Available data:
━━━━
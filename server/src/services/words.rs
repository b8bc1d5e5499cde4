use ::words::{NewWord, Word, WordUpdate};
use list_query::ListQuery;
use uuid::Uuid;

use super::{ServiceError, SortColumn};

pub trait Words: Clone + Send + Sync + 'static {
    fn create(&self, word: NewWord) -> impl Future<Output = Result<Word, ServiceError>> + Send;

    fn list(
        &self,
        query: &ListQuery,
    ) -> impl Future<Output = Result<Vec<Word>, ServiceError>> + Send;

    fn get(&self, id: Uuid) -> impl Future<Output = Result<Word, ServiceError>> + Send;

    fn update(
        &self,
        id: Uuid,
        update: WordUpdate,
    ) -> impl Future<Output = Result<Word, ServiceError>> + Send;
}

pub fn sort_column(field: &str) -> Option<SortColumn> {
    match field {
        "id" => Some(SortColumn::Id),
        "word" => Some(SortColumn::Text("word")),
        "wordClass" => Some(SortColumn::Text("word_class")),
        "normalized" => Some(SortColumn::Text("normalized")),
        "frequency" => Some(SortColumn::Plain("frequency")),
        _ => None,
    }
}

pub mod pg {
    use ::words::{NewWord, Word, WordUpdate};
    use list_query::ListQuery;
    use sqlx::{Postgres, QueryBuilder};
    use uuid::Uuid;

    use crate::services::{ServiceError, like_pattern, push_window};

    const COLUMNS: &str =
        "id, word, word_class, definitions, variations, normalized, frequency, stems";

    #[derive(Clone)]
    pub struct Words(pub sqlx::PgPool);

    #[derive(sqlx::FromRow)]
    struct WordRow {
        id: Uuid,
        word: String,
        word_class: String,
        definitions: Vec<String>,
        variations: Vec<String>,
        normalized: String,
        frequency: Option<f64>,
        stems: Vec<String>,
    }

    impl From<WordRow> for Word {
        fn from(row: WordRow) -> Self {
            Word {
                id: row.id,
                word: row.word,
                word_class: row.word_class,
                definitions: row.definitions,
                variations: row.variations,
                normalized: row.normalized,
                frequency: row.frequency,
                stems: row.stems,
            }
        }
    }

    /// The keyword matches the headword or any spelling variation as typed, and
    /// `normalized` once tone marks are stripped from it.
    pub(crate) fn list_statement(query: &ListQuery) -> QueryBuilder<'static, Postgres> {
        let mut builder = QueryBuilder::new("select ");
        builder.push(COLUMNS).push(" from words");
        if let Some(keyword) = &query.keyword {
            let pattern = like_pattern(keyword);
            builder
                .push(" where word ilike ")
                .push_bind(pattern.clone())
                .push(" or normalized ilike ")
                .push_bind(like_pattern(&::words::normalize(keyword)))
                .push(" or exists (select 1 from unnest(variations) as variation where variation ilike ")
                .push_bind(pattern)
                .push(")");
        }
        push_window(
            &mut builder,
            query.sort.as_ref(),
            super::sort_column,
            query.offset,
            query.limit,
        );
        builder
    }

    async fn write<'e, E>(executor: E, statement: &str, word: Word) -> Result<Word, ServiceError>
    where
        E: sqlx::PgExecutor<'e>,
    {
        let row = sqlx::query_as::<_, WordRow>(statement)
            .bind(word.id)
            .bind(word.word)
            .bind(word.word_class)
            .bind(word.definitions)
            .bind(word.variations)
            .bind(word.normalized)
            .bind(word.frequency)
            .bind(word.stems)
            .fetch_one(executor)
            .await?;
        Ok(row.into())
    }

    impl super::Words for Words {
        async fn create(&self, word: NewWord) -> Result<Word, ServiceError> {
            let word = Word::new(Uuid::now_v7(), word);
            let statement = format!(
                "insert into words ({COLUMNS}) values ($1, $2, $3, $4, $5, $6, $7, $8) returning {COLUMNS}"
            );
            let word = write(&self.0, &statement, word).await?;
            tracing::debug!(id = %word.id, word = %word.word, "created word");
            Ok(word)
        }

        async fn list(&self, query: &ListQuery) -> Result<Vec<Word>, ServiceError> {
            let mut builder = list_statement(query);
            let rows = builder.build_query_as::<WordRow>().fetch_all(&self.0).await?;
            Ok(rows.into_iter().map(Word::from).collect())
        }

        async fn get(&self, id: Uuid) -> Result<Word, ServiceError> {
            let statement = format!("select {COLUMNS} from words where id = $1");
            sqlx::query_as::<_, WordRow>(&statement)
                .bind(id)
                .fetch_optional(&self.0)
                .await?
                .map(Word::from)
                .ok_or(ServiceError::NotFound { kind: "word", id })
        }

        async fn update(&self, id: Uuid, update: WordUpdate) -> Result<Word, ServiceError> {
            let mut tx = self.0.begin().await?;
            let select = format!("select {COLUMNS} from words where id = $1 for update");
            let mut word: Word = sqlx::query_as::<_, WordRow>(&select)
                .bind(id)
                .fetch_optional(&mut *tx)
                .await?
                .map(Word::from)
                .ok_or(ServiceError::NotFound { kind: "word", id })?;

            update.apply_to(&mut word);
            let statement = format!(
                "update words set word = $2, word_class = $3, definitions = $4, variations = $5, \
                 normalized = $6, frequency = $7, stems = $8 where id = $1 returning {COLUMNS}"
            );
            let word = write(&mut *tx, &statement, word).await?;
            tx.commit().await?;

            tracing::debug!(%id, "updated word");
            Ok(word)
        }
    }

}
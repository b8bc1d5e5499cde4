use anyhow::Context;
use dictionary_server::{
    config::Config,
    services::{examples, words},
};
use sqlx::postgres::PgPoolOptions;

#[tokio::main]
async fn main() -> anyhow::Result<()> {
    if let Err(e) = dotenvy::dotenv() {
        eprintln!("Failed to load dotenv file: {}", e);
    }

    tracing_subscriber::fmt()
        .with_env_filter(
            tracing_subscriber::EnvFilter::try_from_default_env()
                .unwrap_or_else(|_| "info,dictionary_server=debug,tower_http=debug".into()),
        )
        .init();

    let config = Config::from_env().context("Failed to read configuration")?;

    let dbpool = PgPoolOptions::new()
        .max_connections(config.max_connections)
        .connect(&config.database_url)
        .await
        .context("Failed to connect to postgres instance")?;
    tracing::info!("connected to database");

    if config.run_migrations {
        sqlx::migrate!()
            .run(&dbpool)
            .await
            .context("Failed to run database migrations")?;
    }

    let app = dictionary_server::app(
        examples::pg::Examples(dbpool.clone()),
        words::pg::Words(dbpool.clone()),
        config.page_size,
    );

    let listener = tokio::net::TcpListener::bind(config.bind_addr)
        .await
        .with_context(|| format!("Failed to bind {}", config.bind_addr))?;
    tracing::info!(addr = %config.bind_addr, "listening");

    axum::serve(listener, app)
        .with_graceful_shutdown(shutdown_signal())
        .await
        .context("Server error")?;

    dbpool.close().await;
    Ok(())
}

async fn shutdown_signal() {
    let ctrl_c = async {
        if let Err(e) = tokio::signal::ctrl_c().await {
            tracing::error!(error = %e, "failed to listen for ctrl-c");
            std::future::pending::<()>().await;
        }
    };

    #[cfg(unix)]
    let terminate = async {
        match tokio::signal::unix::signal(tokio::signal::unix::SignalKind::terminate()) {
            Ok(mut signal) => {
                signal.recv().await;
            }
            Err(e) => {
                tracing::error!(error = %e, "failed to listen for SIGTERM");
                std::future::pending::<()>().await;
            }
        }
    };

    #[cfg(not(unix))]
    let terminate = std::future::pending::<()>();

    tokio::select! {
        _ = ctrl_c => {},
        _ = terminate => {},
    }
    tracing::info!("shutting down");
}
━━━━
To do: Start to finish, give the listing again exactly.

Exercise result:
filename server/src/services/words.rs
repository b8bc1d5e5499cde4
use ::words::{NewWord, Word, WordUpdate};
use list_query::ListQuery;
use uuid::Uuid;

use super::{ServiceError, SortColumn};

pub trait Words: Clone + Send + Sync + 'static {
    fn create(&self, word: NewWord) -> impl Future<Output = Result<Word, ServiceError>> + Send;

    fn list(
        &self,
        query: &ListQuery,
    ) -> impl Future<Output = Result<Vec<Word>, ServiceError>> + Send;

    fn get(&self, id: Uuid) -> impl Future<Output = Result<Word, ServiceError>> + Send;

    fn update(
        &self,
        id: Uuid,
        update: WordUpdate,
    ) -> impl Future<Output = Result<Word, ServiceError>> + Send;
}

pub fn sort_column(field: &str) -> Option<SortColumn> {
    match field {
        "id" => Some(SortColumn::Id),
        "word" => Some(SortColumn::Text("word")),
        "wordClass" => Some(SortColumn::Text("word_class")),
        "normalized" => Some(SortColumn::Text("normalized")),
        "frequency" => Some(SortColumn::Plain("frequency")),
        _ => None,
    }
}

pub mod pg {
    use ::words::{NewWord, Word, WordUpdate};
    use list_query::ListQuery;
    use sqlx::{Postgres, QueryBuilder};
    use uuid::Uuid;

    use crate::services::{ServiceError, like_pattern, push_window};

    const COLUMNS: &str =
        "id, word, word_class, definitions, variations, normalized, frequency, stems";

    #[derive(Clone)]
    pub struct Words(pub sqlx::PgPool);

    #[derive(sqlx::FromRow)]
    struct WordRow {
        id: Uuid,
        word: String,
        word_class: String,
        definitions: Vec<String>,
        variations: Vec<String>,
        normalized: String,
        frequency: Option<f64>,
        stems: Vec<String>,
    }

    impl From<WordRow> for Word {
        fn from(row: WordRow) -> Self {
            Word {
                id: row.id,
                word: row.word,
                word_class: row.word_class,
                definitions: row.definitions,
                variations: row.variations,
                normalized: row.normalized,
                frequency: row.frequency,
                stems: row.stems,
            }
        }
    }

    /// The keyword matches the headword or any spelling variation as typed, and
    /// `normalized` once tone marks are stripped from it.
    pub(crate) fn list_statement(query: &ListQuery) -> QueryBuilder<'static, Postgres> {
        let mut builder = QueryBuilder::new("select ");
        builder.push(COLUMNS).push(" from words");
        if let Some(keyword) = &query.keyword {
            let pattern = like_pattern(keyword);
            builder
                .push(" where word ilike ")
                .push_bind(pattern.clone())
                .push(" or normalized ilike ")
                .push_bind(like_pattern(&::words::normalize(keyword)))
                .push(" or exists (select 1 from unnest(variations) as variation where variation ilike ")
                .push_bind(pattern)
                .push(")");
        }
        push_window(
            &mut builder,
            query.sort.as_ref(),
            super::sort_column,
            query.offset,
            query.limit,
        );
        builder
    }

    async fn write<'e, E>(executor: E, statement: &str, word: Word) -> Result<Word, ServiceError>
    where
        E: sqlx::PgExecutor<'e>,
    {
        let row = sqlx::query_as::<_, WordRow>(statement)
            .bind(word.id)
            .bind(word.word)
            .bind(word.word_class)
            .bind(word.definitions)
            .bind(word.variations)
            .bind(word.normalized)
            .bind(word.frequency)
            .bind(word.stems)
            .fetch_one(executor)
            .await?;
        Ok(row.into())
    }

    impl super::Words for Words {
        async fn create(&self, word: NewWord) -> Result<Word, ServiceError> {
            let word = Word::new(Uuid::now_v7(), word);
            let statement = format!(
                "insert into words ({COLUMNS}) values ($1, $2, $3, $4, $5, $6, $7, $8) returning {COLUMNS}"
            );
            let word = write(&self.0, &statement, word).await?;
            tracing::debug!(id = %word.id, word = %word.word, "created word");
            Ok(word)
        }

        async fn list(&self, query: &ListQuery) -> Result<Vec<Word>, ServiceError> {
            let mut builder = list_statement(query);
            let rows = builder.build_query_as::<WordRow>().fetch_all(&self.0).await?;
            Ok(rows.into_iter().map(Word::from).collect())
        }

        async fn get(&self, id: Uuid) -> Result<Word, ServiceError> {
            let statement = format!("select {COLUMNS} from words where id = $1");
            sqlx::query_as::<_, WordRow>(&statement)
                .bind(id)
                .fetch_optional(&self.0)
                .await?
                .map(Word::from)
                .ok_or(ServiceError::NotFound { kind: "word", id })
        }

        async fn update(&self, id: Uuid, update: WordUpdate) -> Result<Word, ServiceError> {
            let mut tx = self.0.begin().await?;
            let select = format!("select {COLUMNS} from words where id = $1 for update");
            let mut word: Word = sqlx::query_as::<_, WordRow>(&select)
                .bind(id)
                .fetch_optional(&mut *tx)
                .await?
                .map(Word::from)
                .ok_or(ServiceError::NotFound { kind: "word", id })?;

            update.apply_to(&mut word);
            let statement = format!(
                "update words set word = $2, word_class = $3, definitions = $4, variations = $5, \
                 normalized = $6, frequency = $7, stems = $8 where id = $1 returning {COLUMNS}"
            );
            let word = write(&mut *tx, &statement, word).await?;
            tx.commit().await?;

            tracing::debug!(%id, "updated word");
            Ok(word)
        }
    }

}
repository b8bc1d5e5499cde4
use anyhow::Context;
use dictionary_server::{
    config::Config,
    services::{examples, words},
};
use sqlx::postgres::PgPoolOptions;

#[tokio::main]
async fn main() -> anyhow::Result<()> {
    if let Err(e) = dotenvy::dotenv() {
        eprintln!("Failed to load dotenv file: {}", e);
    }

    tracing_subscriber::fmt()
        .with_env_filter(
            tracing_subscriber::EnvFilter::try_from_default_env()
                .unwrap_or_else(|_| "info,dictionary_server=debug,tower_http=debug".into()),
        )
        .init();

    let config = Config::from_env().context("Failed to read configuration")?;

    let dbpool = PgPoolOptions::new()
        .max_connections(config.max_connections)
        .connect(&config.database_url)
        .await
        .context("Failed to connect to postgres instance")?;
    tracing::info!("connected to database");

    if config.run_migrations {
        sqlx::migrate!()
            .run(&dbpool)
            .await
            .context("Failed to run database migrations")?;
    }

    let app = dictionary_server::app(
        examples::pg::Examples(dbpool.clone()),
        words::pg::Words(dbpool.clone()),
        config.page_size,
    );

    let listener = tokio::net::TcpListener::bind(config.bind_addr)
        .await
        .with_context(|| format!("Failed to bind {}", config.bind_addr))?;
    tracing::info!(addr = %config.bind_addr, "listening");

    axum::serve(listener, app)
        .with_graceful_shutdown(shutdown_signal())
        .await
        .context("Server error")?;

    dbpool.close().await;
    Ok(())
}

async fn shutdown_signal() {
    let ctrl_c = async {
        if let Err(e) = tokio::signal::ctrl_c().await {
            tracing::error!(error = %e, "failed to listen for ctrl-c");
            std::future::pending::<()>().await;
        }
    };

    #[cfg(unix)]
    let terminate = async {
        match tokio::signal::unix::signal(tokio::signal::unix::SignalKind::terminate()) {
            Ok(mut signal) => {
                signal.recv().await;
            }
            Err(e) => {
                tracing::error!(error = %e, "failed to listen for SIGTERM");
                std::future::pending::<()>().await;
            }
        }
    };

    #[cfg(not(unix))]
    let terminate = std::future::pending::<()>();

    tokio::select! {
        _ = ctrl_c => {},
        _ = terminate => {},
    }
    tracing::info!("shutting down");
}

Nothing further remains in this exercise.